Quatre ans après la mort de Yoan Spanu, un juge à La Réunion a ordonné l’ouverture d’une nouvelle enquête vendredi 3 juin.
Les parents de Yoan Spanu ont réussi à obtenir justice quatre ans après la mort de leur fils. Vendredi 3 juin, un juge de La Réunion a ordonné qu’une nouvelle enquête soit ouverte pour éclaircir les circonstances du décès de ce jeune en détention, relate Lexpress.mu qui a rencontré Isabelle et Gilles Spanu à Maurice.
Le 7 novembre 2018, Yoan Spanu a été retrouvé pendu dans les douches de la maison d’arrêt de Saint-Pierre. Le jeune homme y a été incarcéré le 1er novembre pour tentative de meurtre à la suite d’une bagarre avec un colocataire qu’il soupçonnait de vol.
Le 6 novembre 2018, durant sa comparution devant les juges des libertés et de la détention, Yoan a alerté que sa vie était en danger, puisqu’il a été placé dans la même cellule que de dangereux prisonniers. Il avait également confié à sa mère qu’il allait très probablement être assassiné et ne s’alimentait presque plus.
Pourtant, cet appel à l’aide n’a jamais été considéré par le juge, d’après sa mère Isabelle. Lors de cet entretien accordé à Lexpress.mu, les parents ont signifié également la faille du système de prisons à La Réunion, car il n’y a aucune distinction entre les détenus suspects, les accusés et les condamnés.
Devant le juge d’instruction, le jeune homme a refusé de signer sa déclaration de procédure verbale, puisque son avocat n’était pas présent et il a envoyé son associé. Yoan n’a pas approuvé cette décision et il a insisté pour être représenté par son avocat. Le juge a indiqué qu’il prononcerait un jugement en délibéré quelques heures plus tard.
Selon sa mère, elle a dit à son fils qu’ils pourront faire appel dans 15 jours, mais ce dernier lui a répondu qu’il va mourir. "Ecoute maman, je sais que je vais mourir. Je t’aime et je te dis adieu. Dis à papa et à toute la famille que je les aime. Cela fait trois ou quatre jours que je n’ai pas mangé. J’entends des choses dans la cellule à côté", a-t-elle confié.
La police est venue pour l’emmener, et quelques heures plus tard, ses parents ont appris qu’il s’était suicidé.
La thèse de suicide évoquée par deux médecins légistes à La Réunion est irrationnelle, selon les proches de Yoan, car ce dernier a voulu monter sa petite entreprise et il leur a présenté sa petite amie avec laquelle il voulait se fiancer.
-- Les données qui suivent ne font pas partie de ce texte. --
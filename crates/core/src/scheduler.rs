//! Deferred tasks on a virtual millisecond timeline.
//!
//! Nothing here sleeps. The owner advances time explicitly and runs whatever
//! falls due, one task at a time, so a handler may cancel later tasks before
//! they fire.

use crate::types::CardId;

/// Cancellation token for a scheduled task.
#[derive(Debug, Clone, Copy, PartialEq, Eq, Hash, PartialOrd, Ord)]
pub struct TaskToken(u64);

/// Work the engine knows how to run when it falls due.
#[derive(Debug, Clone, Copy, PartialEq, Eq, Hash)]
pub enum Task {
    /// One session-clock second elapsed.
    ClockTick,
    /// Turn a mismatched pair face down and unlock the board.
    RevealMismatch { first: CardId, second: CardId },
}

#[derive(Debug, Clone, Copy, PartialEq, Eq)]
struct Entry {
    token: TaskToken,
    due_ms: u64,
    period_ms: Option<u32>,
    task: Task,
}

#[derive(Debug, Clone, Default, PartialEq, Eq)]
pub struct Scheduler {
    now_ms: u64,
    next_token: u64,
    entries: Vec<Entry>,
}

impl Scheduler {
    pub fn new() -> Self {
        Self::default()
    }

    pub fn now_ms(&self) -> u64 {
        self.now_ms
    }

    /// Number of live (not yet fired or cancelled) tasks.
    pub fn pending(&self) -> usize {
        self.entries.len()
    }

    pub fn is_scheduled(&self, token: TaskToken) -> bool {
        self.entries.iter().any(|e| e.token == token)
    }

    /// Run `task` once, `delay_ms` from now.
    pub fn schedule_once(&mut self, delay_ms: u32, task: Task) -> TaskToken {
        self.insert(delay_ms, None, task)
    }

    /// Run `task` every `period_ms`, first after one full period.
    pub fn schedule_repeating(&mut self, period_ms: u32, task: Task) -> TaskToken {
        let period_ms = period_ms.max(1);
        self.insert(period_ms, Some(period_ms), task)
    }

    fn insert(&mut self, delay_ms: u32, period_ms: Option<u32>, task: Task) -> TaskToken {
        self.next_token += 1;
        let token = TaskToken(self.next_token);
        self.entries.push(Entry {
            token,
            due_ms: self.now_ms + u64::from(delay_ms),
            period_ms,
            task,
        });
        token
    }

    /// Cancel a task. Returns whether it was still live; cancelling twice is fine.
    pub fn cancel(&mut self, token: TaskToken) -> bool {
        let before = self.entries.len();
        self.entries.retain(|e| e.token != token);
        self.entries.len() != before
    }

    /// Pop the earliest task due at or before `deadline_ms`.
    ///
    /// Moves the timeline to the task's due time. Ties fire in scheduling order.
    /// Repeating tasks are re-armed one period later.
    pub fn pop_due(&mut self, deadline_ms: u64) -> Option<(TaskToken, Task)> {
        let idx = self
            .entries
            .iter()
            .enumerate()
            .filter(|(_, e)| e.due_ms <= deadline_ms)
            .min_by_key(|(_, e)| (e.due_ms, e.token))
            .map(|(i, _)| i)?;

        let Entry {
            token,
            due_ms,
            period_ms,
            task,
        } = self.entries[idx];
        self.now_ms = self.now_ms.max(due_ms);

        match period_ms {
            Some(period) => self.entries[idx].due_ms = due_ms + u64::from(period),
            None => {
                self.entries.swap_remove(idx);
            }
        }
        Some((token, task))
    }

    /// Move the timeline to `deadline_ms` once every due task has been popped.
    pub fn settle(&mut self, deadline_ms: u64) {
        self.now_ms = self.now_ms.max(deadline_ms);
    }
}

#[cfg(test)]
mod tests {
    use super::*;

    fn drain(s: &mut Scheduler, elapsed: u64) -> Vec<Task> {
        let deadline = s.now_ms() + elapsed;
        let mut out = Vec::new();
        while let Some((_, task)) = s.pop_due(deadline) {
            out.push(task);
        }
        s.settle(deadline);
        out
    }

    #[test]
    fn once_fires_exactly_at_delay() {
        let mut s = Scheduler::new();
        let reveal = Task::RevealMismatch {
            first: CardId(1),
            second: CardId(2),
        };
        s.schedule_once(600, reveal);

        assert!(drain(&mut s, 599).is_empty());
        assert_eq!(drain(&mut s, 1), vec![reveal]);
        assert_eq!(s.pending(), 0);
    }

    #[test]
    fn repeating_fires_once_per_period() {
        let mut s = Scheduler::new();
        s.schedule_repeating(1000, Task::ClockTick);

        assert_eq!(drain(&mut s, 3500).len(), 3);
        assert_eq!(drain(&mut s, 500).len(), 1);
        assert_eq!(s.pending(), 1);
    }

    #[test]
    fn cancel_is_idempotent() {
        let mut s = Scheduler::new();
        let token = s.schedule_once(10, Task::ClockTick);

        assert!(s.cancel(token));
        assert!(!s.cancel(token));
        assert!(drain(&mut s, 100).is_empty());
    }

    #[test]
    fn due_tasks_fire_in_time_order() {
        let mut s = Scheduler::new();
        let reveal = Task::RevealMismatch {
            first: CardId(3),
            second: CardId(4),
        };
        s.schedule_repeating(1000, Task::ClockTick);
        s.schedule_once(600, reveal);

        assert_eq!(drain(&mut s, 1000), vec![reveal, Task::ClockTick]);
    }

    #[test]
    fn pop_due_moves_the_timeline() {
        let mut s = Scheduler::new();
        s.schedule_once(250, Task::ClockTick);
        assert!(s.pop_due(1000).is_some());
        assert_eq!(s.now_ms(), 250);
        s.settle(1000);
        assert_eq!(s.now_ms(), 1000);
    }

    #[test]
    fn cancelled_before_due_never_fires_even_mid_drain() {
        let mut s = Scheduler::new();
        let _tick = s.schedule_once(100, Task::ClockTick);
        let later = s.schedule_once(200, Task::ClockTick);

        let deadline = 300;
        assert!(s.pop_due(deadline).is_some());
        s.cancel(later);
        assert!(s.pop_due(deadline).is_none());
    }

    mod props {
        use super::*;
        use proptest::prelude::*;

        proptest! {
            #[test]
            fn tick_count_ignores_frame_split(
                period in 1u32..2000,
                frames in prop::collection::vec(0u64..700, 0..60),
            ) {
                let mut s = Scheduler::new();
                s.schedule_repeating(period, Task::ClockTick);

                let mut fired = 0u64;
                for frame in &frames {
                    fired += drain(&mut s, *frame).len() as u64;
                }
                let total: u64 = frames.iter().sum();
                prop_assert_eq!(fired, total / u64::from(period));
                prop_assert_eq!(s.now_ms(), total);
            }
        }
    }
}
Par ailleurs, Isabelle et Gilles Spanu ont constaté que les autorités réunionnaises se sont débarrassées rapidement du corps. Ils leur ont donné une mauvaise carte d’identité et des papiers administratifs qui portaient le nom d’un autre détenu.
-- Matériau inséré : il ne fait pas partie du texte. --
//! Framebuffer and style types for terminal rendering.

/// 24-bit RGB color.
#[derive(Debug, Clone, Copy, PartialEq, Eq, Default)]
pub struct Rgb {
    pub r: u8,
    pub g: u8,
    pub b: u8,
}

impl Rgb {
    pub const fn new(r: u8, g: u8, b: u8) -> Self {
        Self { r, g, b }
    }
}

/// Minimal per-cell styling.
#[derive(Debug, Clone, Copy, PartialEq, Eq)]
pub struct CellStyle {
    pub fg: Rgb,
    pub bg: Rgb,
    pub bold: bool,
    pub dim: bool,
}

impl CellStyle {
    pub const fn new(fg: Rgb, bg: Rgb) -> Self {
        Self {
            fg,
            bg,
            bold: false,
            dim: false,
        }
    }

    pub const fn bold(mut self) -> Self {
        self.bold = true;
        self
    }

    pub const fn dim(mut self) -> Self {
        self.dim = true;
        self
    }

    pub const fn cell(self, ch: char) -> Cell {
        Cell { ch, style: self }
    }
}

impl Default for CellStyle {
    fn default() -> Self {
        Self::new(Rgb::new(220, 220, 220), Rgb::new(0, 0, 0))
    }
}

/// A single terminal cell.
#[derive(Debug, Clone, Copy, PartialEq, Eq)]
pub struct Cell {
    pub ch: char,
    pub style: CellStyle,
}

impl Default for Cell {
    fn default() -> Self {
        CellStyle::default().cell(' ')
    }
}

/// Box-drawing glyph set.
#[derive(Debug, Clone, Copy, PartialEq, Eq)]
pub struct BoxGlyphs {
    pub top_left: char,
    pub top_right: char,
    pub bottom_left: char,
    pub bottom_right: char,
    pub horizontal: char,
    pub vertical: char,
}

impl BoxGlyphs {
    pub const LIGHT: Self = Self {
        top_left: '┌',
        top_right: '┐',
        bottom_left: '└',
        bottom_right: '┘',
        horizontal: '─',
        vertical: '│',
    };

    pub const HEAVY: Self = Self {
        top_left: '┏',
        top_right: '┓',
        bottom_left: '┗',
        bottom_right: '┛',
        horizontal: '━',
        vertical: '┃',
    };
}

/// 2D framebuffer of styled character cells.
///
/// Writes outside the buffer are clipped silently.
#[derive(Debug, Clone, PartialEq, Eq)]
pub struct FrameBuffer {
    width: u16,
    height: u16,
    cells: Vec<Cell>,
}

impl FrameBuffer {
    pub fn new(width: u16, height: u16) -> Self {
        Self {
            width,
            height,
            cells: vec![Cell::default(); width as usize * height as usize],
        }
    }

    pub fn width(&self) -> u16 {
        self.width
    }

    pub fn height(&self) -> u16 {
        self.height
    }

    /// Resize, keeping the allocation when it is already large enough.
    pub fn resize(&mut self, width: u16, height: u16) {
        if self.width == width && self.height == height {
            return;
        }
        self.width = width;
        self.height = height;
        self.cells
            .resize(width as usize * height as usize, Cell::default());
    }

    pub fn cells(&self) -> &[Cell] {
        &self.cells
    }

    #[inline]
    fn idx(&self, x: u16, y: u16) -> Option<usize> {
        (x < self.width && y < self.height).then(|| y as usize * self.width as usize + x as usize)
    }

    pub fn get(&self, x: u16, y: u16) -> Option<Cell> {
        self.idx(x, y).and_then(|i| self.cells.get(i).copied())
    }

    pub fn set(&mut self, x: u16, y: u16, cell: Cell) {
        if let Some(slot) = self.idx(x, y).and_then(|i| self.cells.get_mut(i)) {
            *slot = cell;
        }
    }

    pub fn clear(&mut self, cell: Cell) {
        self.cells.fill(cell);
    }

    pub fn put_char(&mut self, x: u16, y: u16, ch: char, style: CellStyle) {
        self.set(x, y, style.cell(ch));
    }

    /// Write a string left to right; returns the column after the last glyph.
    pub fn put_str(&mut self, x: u16, y: u16, s: &str, style: CellStyle) -> u16 {
        let mut cx = x;
        for ch in s.chars() {
            if cx >= self.width {
                break;
            }
            self.put_char(cx, y, ch, style);
            cx += 1;
        }
        cx
    }

    /// Write a string centered within `[x, x + w)`.
    pub fn put_str_centered(&mut self, x: u16, y: u16, w: u16, s: &str, style: CellStyle) {
        let len = s.chars().count().min(u16::MAX as usize) as u16;
        self.put_str(x.saturating_add(w.saturating_sub(len) / 2), y, s, style);
    }

    /// Write a decimal number without allocating; returns the column after it.
    pub fn put_u32(&mut self, x: u16, y: u16, value: u32, style: CellStyle) -> u16 {
        let mut digits = [0u8; 10];
        let mut n = value;
        let mut len = 0;
        loop {
            digits[len] = b'0' + (n % 10) as u8;
            len += 1;
            n /= 10;
            if n == 0 {
                break;
            }
        }
        let mut cx = x;
        for &d in digits[..len].iter().rev() {
            self.put_char(cx, y, d as char, style);
            cx = cx.saturating_add(1);
        }
        cx
    }

    pub fn fill_rect(&mut self, x: u16, y: u16, w: u16, h: u16, ch: char, style: CellStyle) {
        for dy in 0..h {
            for dx in 0..w {
                self.put_char(x.saturating_add(dx), y.saturating_add(dy), ch, style);
            }
        }
    }

    /// Outline a rectangle. Rectangles smaller than 2x2 are skipped.
    pub fn draw_box(
        &mut self,
        x: u16,
        y: u16,
        w: u16,
        h: u16,
        glyphs: BoxGlyphs,
        style: CellStyle,
    ) {
        if w < 2 || h < 2 {
            return;
        }
        let right = x.saturating_add(w - 1);
        let bottom = y.saturating_add(h - 1);

        self.put_char(x, y, glyphs.top_left, style);
        self.put_char(right, y, glyphs.top_right, style);
        self.put_char(x, bottom, glyphs.bottom_left, style);
        self.put_char(right, bottom, glyphs.bottom_right, style);
        for dx in 1..w - 1 {
            self.put_char(x.saturating_add(dx), y, glyphs.horizontal, style);
            self.put_char(x.saturating_add(dx), bottom, glyphs.horizontal, style);
        }
        for dy in 1..h - 1 {
            self.put_char(x, y.saturating_add(dy), glyphs.vertical, style);
            self.put_char(right, y.saturating_add(dy), glyphs.vertical, style);
        }
    }

    /// All rows joined with newlines; handy for assertions.
    pub fn to_text(&self) -> String {
        let mut out = String::with_capacity(self.cells.len() + self.height as usize);
        for row in self.cells.chunks(self.width.max(1) as usize) {
            out.extend(row.iter().map(|c| c.ch));
            out.push('\n');
        }
        out
    }
}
Face à cette situation, les parents ont rapatrié le corps de leur fils en suivant toutes les démarches administratives. Ils ont souligné que les mains de Yoan étaient entièrement bandées au moment où son cadavre a été remis à la famille.
Par la suite, leur avocat a demandé à un médecin légiste nommé dr Satish Boolell de réaliser une contre-autopsie avec un confrère pour avoir une plus grande assurance sur la qualité du rapport. La conclusion de la contre-autopsie a montré un assassinat. "A partir de ce jour-là, j’ai trouvé la force de me battre pour la justice et demander aux autorités françaises pourquoi elles avaient tué mon fils", a indiqué Gilles Spanu. D’ailleurs, sur la tombe de Yoan, il a fait graver "Merci Maurice d’avoir accueilli YOAN SPANU, assassiné par l’Etat français (974)".
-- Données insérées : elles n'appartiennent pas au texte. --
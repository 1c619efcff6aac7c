//! Terminal presentation for the memory game.
//!
//! Renders core snapshots into a simple framebuffer that can be flushed to a
//! terminal backend, without a widget/layout library.
//!
//! Goals:
//! - Keep `core` deterministic and testable
//! - Keep view code pure so layouts can be asserted on in tests
//! - Only push changed cells to the terminal

pub mod fb;
pub mod game_view;
pub mod renderer;

pub use memory_match_core as core;
pub use memory_match_types as types;

pub use fb::{BoxGlyphs, Cell, CellStyle, FrameBuffer, Rgb};
pub use game_view::{AnchorY, BoardLayout, GameView, Hud, Viewport};
pub use renderer::{encode_diff_into, encode_full_into, TerminalRenderer};
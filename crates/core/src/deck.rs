//! Deck construction.
//!
//! Symbols are taken in alphabet order (the first `pair_count` of them), so the
//! same pair count always deals the same faces. Only board positions are random.

use crate::error::ConfigurationError;
use crate::rng::{shuffle, RandomSource};
use crate::types::{Card, CardId, Symbol};

/// Builds shuffled decks from a fixed alphabet.
#[derive(Debug, Clone, Copy)]
pub struct DeckBuilder<'a> {
    alphabet: &'a [Symbol],
}

impl<'a> DeckBuilder<'a> {
    pub fn new(alphabet: &'a [Symbol]) -> Self {
        Self { alphabet }
    }

    /// Deal `2 * pair_count` cards with ids `1..=2 * pair_count`, shuffled.
    pub fn build<R: RandomSource + ?Sized>(
        &self,
        pair_count: usize,
        rng: &mut R,
    ) -> Result<Vec<Card>, ConfigurationError> {
        if pair_count > self.alphabet.len() {
            return Err(ConfigurationError::InsufficientSymbols {
                requested: pair_count,
                available: self.alphabet.len(),
            });
        }

        let mut deck = Vec::with_capacity(pair_count * 2);
        let mut next_id = 1u32;
        for &symbol in &self.alphabet[..pair_count] {
            for _ in 0..2 {
                deck.push(Card::new(CardId(next_id), symbol));
                next_id += 1;
            }
        }

        shuffle(&mut deck, rng);
        Ok(deck)
    }
}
Après avoir pris connaissance des conclusions de la contre-autopsie, un juge à La Réunion a ordonné l’ouverture d’une nouvelle enquête vendredi 3 juin. Ce rebondissement a apporté un certain soulagement aux parents de Yoan Spanu, malgré le fait qu’ils devront se battre pour que toute la vérité soit faite dans cette affaire. "Bien que nous soyons soulagés, nous sommes en guerre contre l’État français. Je suis en colère. Peut-être que ce sentiment s’estompera un jour lorsque cette affaire sera résolue. Mais pour l’instant, je garde ma colère", a indiqué son père.
D’ailleurs, ils ont fait une demande d’analyse des vêtements que le jeune homme portait au moment du décès. Les résultats sont attendus pour le 31 octobre prochain. "Les autorités devront assumer leurs responsabilités", a insisté Gilles Spanu. D’après les parents, le coupable, c’est l’Etat et ils vont attaquer l’Etat en justice.